[RECORDS PROVIDED — start]
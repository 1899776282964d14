//! Conversion between [`Value`]s and SQLite storage classes.
//!
//! Integers and booleans are stored as INTEGER, floats as REAL and
//! date-times as ISO-8601 TEXT. Decimals are bound as text, but a `DECIMAL`
//! column has NUMERIC affinity: SQLite keeps integral values as INTEGER and
//! converts the rest to REAL, which holds about 15 significant digits.
//! Reads are lenient about the storage class affinity chose for a value.

use std::str::FromStr;

use rusqlite::ToSql;
use rusqlite::types::{ToSqlOutput, ValueRef};
use rust_decimal::Decimal;
use rust_decimal::prelude::FromPrimitive;
use tablemap_core::{DATETIME_FORMAT, Value, ValueType, parse_datetime};

use crate::error::{OrmError, Result};

/// Binds a [`Value`] as a statement parameter.
#[derive(Debug, Clone, Copy)]
pub struct SqlValue<'a>(pub &'a Value);

impl ToSql for SqlValue<'_> {
    fn to_sql(&self) -> rusqlite::Result<ToSqlOutput<'_>> {
        use rusqlite::types::Value as Sql;

        let output = match self.0 {
            Value::Null => ToSqlOutput::Owned(Sql::Null),
            Value::Int16(v) => ToSqlOutput::Owned(Sql::Integer(i64::from(*v))),
            Value::Int32(v) => ToSqlOutput::Owned(Sql::Integer(i64::from(*v))),
            Value::Int64(v) => ToSqlOutput::Owned(Sql::Integer(*v)),
            Value::Byte(v) => ToSqlOutput::Owned(Sql::Integer(i64::from(*v))),
            Value::Boolean(v) => ToSqlOutput::Owned(Sql::Integer(i64::from(*v))),
            Value::Single(v) => ToSqlOutput::Owned(Sql::Real(f64::from(*v))),
            Value::Double(v) => ToSqlOutput::Owned(Sql::Real(*v)),
            Value::Decimal(v) => ToSqlOutput::Owned(Sql::Text(v.to_string())),
            Value::String(v) => ToSqlOutput::Borrowed(ValueRef::Text(v.as_bytes())),
            Value::DateTime(v) => {
                ToSqlOutput::Owned(Sql::Text(v.format(DATETIME_FORMAT).to_string()))
            }
        };
        Ok(output)
    }
}

/// Coerces `value` to the column's value type where possible.
///
/// Values that cannot be coerced are bound as they are; SQLite columns
/// accept any storage class.
pub fn to_column_value(value: Value, value_type: ValueType) -> Value {
    match value.clone().coerce(value_type) {
        Some(coerced) => coerced,
        None => value,
    }
}

fn text(bytes: &[u8], column: &str, expected: ValueType) -> Result<String> {
    String::from_utf8(bytes.to_vec()).map_err(|e| conversion(column, expected, e))
}

fn conversion(column: &str, expected: ValueType, reason: impl ToString) -> OrmError {
    OrmError::ConversionError {
        column: column.to_string(),
        expected,
        reason: reason.to_string(),
    }
}

/// Converts a REAL cell to a decimal, saturating at the decimal range.
fn decimal_from_real(f: f64) -> Option<Decimal> {
    if f.is_nan() {
        return None;
    }
    Some(Decimal::from_f64(f).unwrap_or(if f.is_sign_negative() {
        Decimal::MIN
    } else {
        Decimal::MAX
    }))
}

/// Reads a stored value as the column's value type.
///
/// NULL reads as [`Value::Null`] for every type. Columns of unsupported
/// type read as the natural value of their storage class.
pub fn read_value(raw: ValueRef<'_>, value_type: ValueType, column: &str) -> Result<Value> {
    let fail = |reason: &str| conversion(column, value_type, reason);

    if let ValueRef::Null = raw {
        return Ok(Value::Null);
    }
    if let ValueRef::Blob(_) = raw {
        return Err(fail("blob values are not supported"));
    }

    let natural = match raw {
        ValueRef::Integer(i) => Value::Int64(i),
        ValueRef::Real(f) => Value::Double(f),
        ValueRef::Text(bytes) => Value::String(text(bytes, column, value_type)?),
        ValueRef::Null | ValueRef::Blob(_) => Value::Null,
    };

    let value = match value_type {
        ValueType::Unsupported => natural,
        ValueType::Decimal => match raw {
            ValueRef::Integer(i) => Value::Decimal(Decimal::from(i)),
            ValueRef::Real(f) => {
                Value::Decimal(decimal_from_real(f).ok_or_else(|| fail("NaN is not a decimal"))?)
            }
            ValueRef::Text(bytes) => {
                let text = text(bytes, column, value_type)?;
                Value::Decimal(Decimal::from_str(text.trim()).map_err(|e| fail(&e.to_string()))?)
            }
            _ => return Err(fail("unexpected storage class")),
        },
        ValueType::DateTime => match natural {
            Value::String(s) => {
                Value::DateTime(parse_datetime(&s).ok_or_else(|| fail("invalid date-time text"))?)
            }
            _ => return Err(fail("date-times are stored as text")),
        },
        ValueType::Boolean => match natural {
            Value::String(s) => match s.trim().to_ascii_lowercase().as_str() {
                "1" | "true" => Value::Boolean(true),
                "0" | "false" => Value::Boolean(false),
                _ => return Err(fail("invalid boolean text")),
            },
            other => other
                .coerce(ValueType::Boolean)
                .ok_or_else(|| fail("invalid boolean"))?,
        },
        ValueType::Int16 | ValueType::Int32 | ValueType::Int64 | ValueType::Byte => {
            let integer = match natural {
                Value::String(s) => Value::Int64(s.trim().parse().map_err(|_| fail("invalid integer text"))?),
                Value::Double(f) if f.fract() == 0.0 => Value::Int64(f as i64),
                other => other,
            };
            integer
                .coerce(value_type)
                .ok_or_else(|| fail("integer out of range"))?
        }
        ValueType::Single | ValueType::Double => {
            let number = match natural {
                Value::String(s) => Value::Double(s.trim().parse().map_err(|_| fail("invalid number text"))?),
                other => other,
            };
            number
                .coerce(value_type)
                .ok_or_else(|| fail("invalid number"))?
        }
        ValueType::String => match natural {
            Value::String(s) => Value::String(s),
            other => Value::String(other.to_string()),
        },
    };
    Ok(value)
}

#[cfg(test)]
mod tests {
    use super::*;
    use rusqlite::Connection;

    fn round_trip(value: Value, keyword: &str, value_type: ValueType) -> Value {
        let conn = Connection::open_in_memory().unwrap();
        conn.execute_batch(&format!("CREATE TABLE t (v {keyword})"))
            .unwrap();
        conn.execute("INSERT INTO t (v) VALUES (?1)", [SqlValue(&value)])
            .unwrap();
        conn.query_row("SELECT v FROM t", [], |row| {
            Ok(read_value(row.get_ref(0)?, value_type, "v").unwrap())
        })
        .unwrap()
    }

    #[test]
    fn test_integers_and_booleans() {
        assert_eq!(round_trip(Value::Int16(-3), "SMALLINT", ValueType::Int16), Value::Int16(-3));
        assert_eq!(round_trip(Value::Byte(200), "TINYINT", ValueType::Byte), Value::Byte(200));
        assert_eq!(
            round_trip(Value::Boolean(true), "BOOLEAN", ValueType::Boolean),
            Value::Boolean(true)
        );
    }

    fn stored_decimal(text: &str) -> Decimal {
        let d = Decimal::from_str(text).unwrap();
        match round_trip(Value::Decimal(d), "DECIMAL", ValueType::Decimal) {
            Value::Decimal(read) => read,
            other => panic!("expected a decimal, got {other:?}"),
        }
    }

    #[test]
    fn test_decimal_integral_values_are_exact() {
        assert_eq!(stored_decimal("-42"), Decimal::from(-42));
        assert_eq!(stored_decimal("9223372036854775807"), Decimal::from(i64::MAX));
    }

    #[test]
    fn test_decimal_keeps_fifteen_significant_digits() {
        assert_eq!(stored_decimal("0.1"), Decimal::from_str("0.1").unwrap());
        assert_eq!(stored_decimal("10.50"), Decimal::from_str("10.5").unwrap());

        let long = Decimal::from_str("1.2345678901234567890123").unwrap();
        let read = stored_decimal("1.2345678901234567890123");
        assert!((read - long).abs() < Decimal::from_str("0.000000000000001").unwrap());
    }

    #[test]
    fn test_decimal_near_range_limit_saturates() {
        assert_eq!(stored_decimal("79228162514264337593543950335"), Decimal::MAX);
        assert_eq!(stored_decimal("-79228162514264337593543950335"), Decimal::MIN);
        assert_eq!(
            read_value(ValueRef::Real(1e40), ValueType::Decimal, "c").unwrap(),
            Value::Decimal(Decimal::MAX)
        );
    }

    #[test]
    fn test_datetime_is_iso_text() {
        let dt = chrono::NaiveDate::from_ymd_opt(2020, 1, 31)
            .unwrap()
            .and_hms_opt(23, 59, 1)
            .unwrap();
        assert_eq!(
            round_trip(Value::DateTime(dt), "DATETIME", ValueType::DateTime),
            Value::DateTime(dt)
        );
    }

    #[test]
    fn test_null_reads_as_null() {
        assert_eq!(round_trip(Value::Null, "INT", ValueType::Int32), Value::Null);
    }

    #[test]
    fn test_lenient_reads() {
        assert_eq!(
            read_value(ValueRef::Text(b"42"), ValueType::Int32, "c").unwrap(),
            Value::Int32(42)
        );
        assert_eq!(
            read_value(ValueRef::Integer(7), ValueType::String, "c").unwrap(),
            Value::from("7")
        );
        assert_eq!(
            read_value(ValueRef::Text(b"2024-05-06 07:08:09"), ValueType::DateTime, "c").unwrap(),
            Value::DateTime(
                chrono::NaiveDate::from_ymd_opt(2024, 5, 6)
                    .unwrap()
                    .and_hms_opt(7, 8, 9)
                    .unwrap()
            )
        );
    }

    #[test]
    fn test_out_of_range_is_error() {
        let err = read_value(ValueRef::Integer(70_000), ValueType::Int16, "c").unwrap_err();
        assert!(matches!(err, OrmError::ConversionError { .. }));
        assert!(read_value(ValueRef::Blob(&[1, 2]), ValueType::String, "c").is_err());
    }

    #[test]
    fn test_to_column_value() {
        assert_eq!(to_column_value(Value::Int32(3), ValueType::Int64), Value::Int64(3));
        assert_eq!(to_column_value(Value::from("x"), ValueType::Int32), Value::from("x"));
    }
}
//! Backend-independent model for mapping entity types to tables.
//!
//! This crate defines what the store binding needs to know about an
//! application's entities, without touching any database:
//!
//! - [`ValueType`] / [`ColumnType`]: host value types, column types and the
//!   two-way mapping between them.
//! - [`Value`]: a single property or column value.
//! - [`EntityType`]: an explicit, validated description of how an
//!   [`Entity`]'s properties map to columns.
//! - [`DynamicMembers`]: the case-insensitive member bag carried by
//!   elastic entities.
//! - [`Condition`]: one filter condition, with in-memory evaluation for
//!   conditions the store cannot filter on.
//!
//! Declaration problems are reported as [`DeclarationError`]s by
//! [`EntityTypeBuilder::build`].
//!
//! # Example
//!
//! ```
//! use tablemap_core::*;
//!
//! #[derive(Default)]
//! struct Product {
//!     row_id: i64,
//!     id: i32,
//!     name: String,
//! }
//!
//! impl Entity for Product {
//!     fn row_id(&self) -> i64 { self.row_id }
//!     fn set_row_id(&mut self, row_id: i64) { self.row_id = row_id; }
//! }
//!
//! let product = EntityType::builder("shop.Product")
//!     .table_name("Product")
//!     .constructor(Product::default)
//!     .property(PropertyDescriptor::new("Id", |p: &Product| p.id, |p, v| p.id = v))
//!     .property(PropertyDescriptor::new("Name", |p: &Product| p.name.clone(), |p, v| p.name = v))
//!     .build()
//!     .unwrap();
//!
//! let widget = Product { row_id: 0, id: 1, name: "Widget".into() };
//! let condition = Condition::equals("name", "Widget").unwrap();
//! assert!(condition.matches(&product.resolve(&widget, &condition.term)).unwrap());
//! ```

mod condition;
mod entity;
mod members;
mod types;
mod validate;
mod value;

pub use condition::{Condition, ConditionError, Operator, Term};
pub use entity::{
    Entity, EntityType, EntityTypeBuilder, Getter, Mapped, PropertyDescriptor, RESERVED_NAMESPACE,
    ROW_ID, Setter, TableKind, default_table_name,
};
pub use members::DynamicMembers;
pub use types::{ColumnType, ValueType};
pub use validate::{DeclarationError, is_valid_identifier, validate_entity_type};
pub use value::{DATETIME_FORMAT, Value, ValueTypeMismatch, parse_datetime};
[RECORDS PROVIDED — finish]
→ **THE TASK**
Please transcribe the data above without changes, from its first line to its "impl ToSql for" line, and leave out anything past that.

→ **WORKED SOLUTION**
repository 1899776282964d14
//! Conversion between [`Value`]s and SQLite storage classes.
//!
//! Integers and booleans are stored as INTEGER, floats as REAL and
//! date-times as ISO-8601 TEXT. Decimals are bound as text, but a `DECIMAL`
//! column has NUMERIC affinity: SQLite keeps integral values as INTEGER and
//! converts the rest to REAL, which holds about 15 significant digits.
//! Reads are lenient about the storage class affinity chose for a value.

use std::str::FromStr;

use rusqlite::ToSql;
use rusqlite::types::{ToSqlOutput, ValueRef};
use rust_decimal::Decimal;
use rust_decimal::prelude::FromPrimitive;
use tablemap_core::{DATETIME_FORMAT, Value, ValueType, parse_datetime};

use crate::error::{OrmError, Result};

/// Binds a [`Value`] as a statement parameter.
#[derive(Debug, Clone, Copy)]
pub struct SqlValue<'a>(pub &'a Value);

impl ToSql for SqlValue<'_> {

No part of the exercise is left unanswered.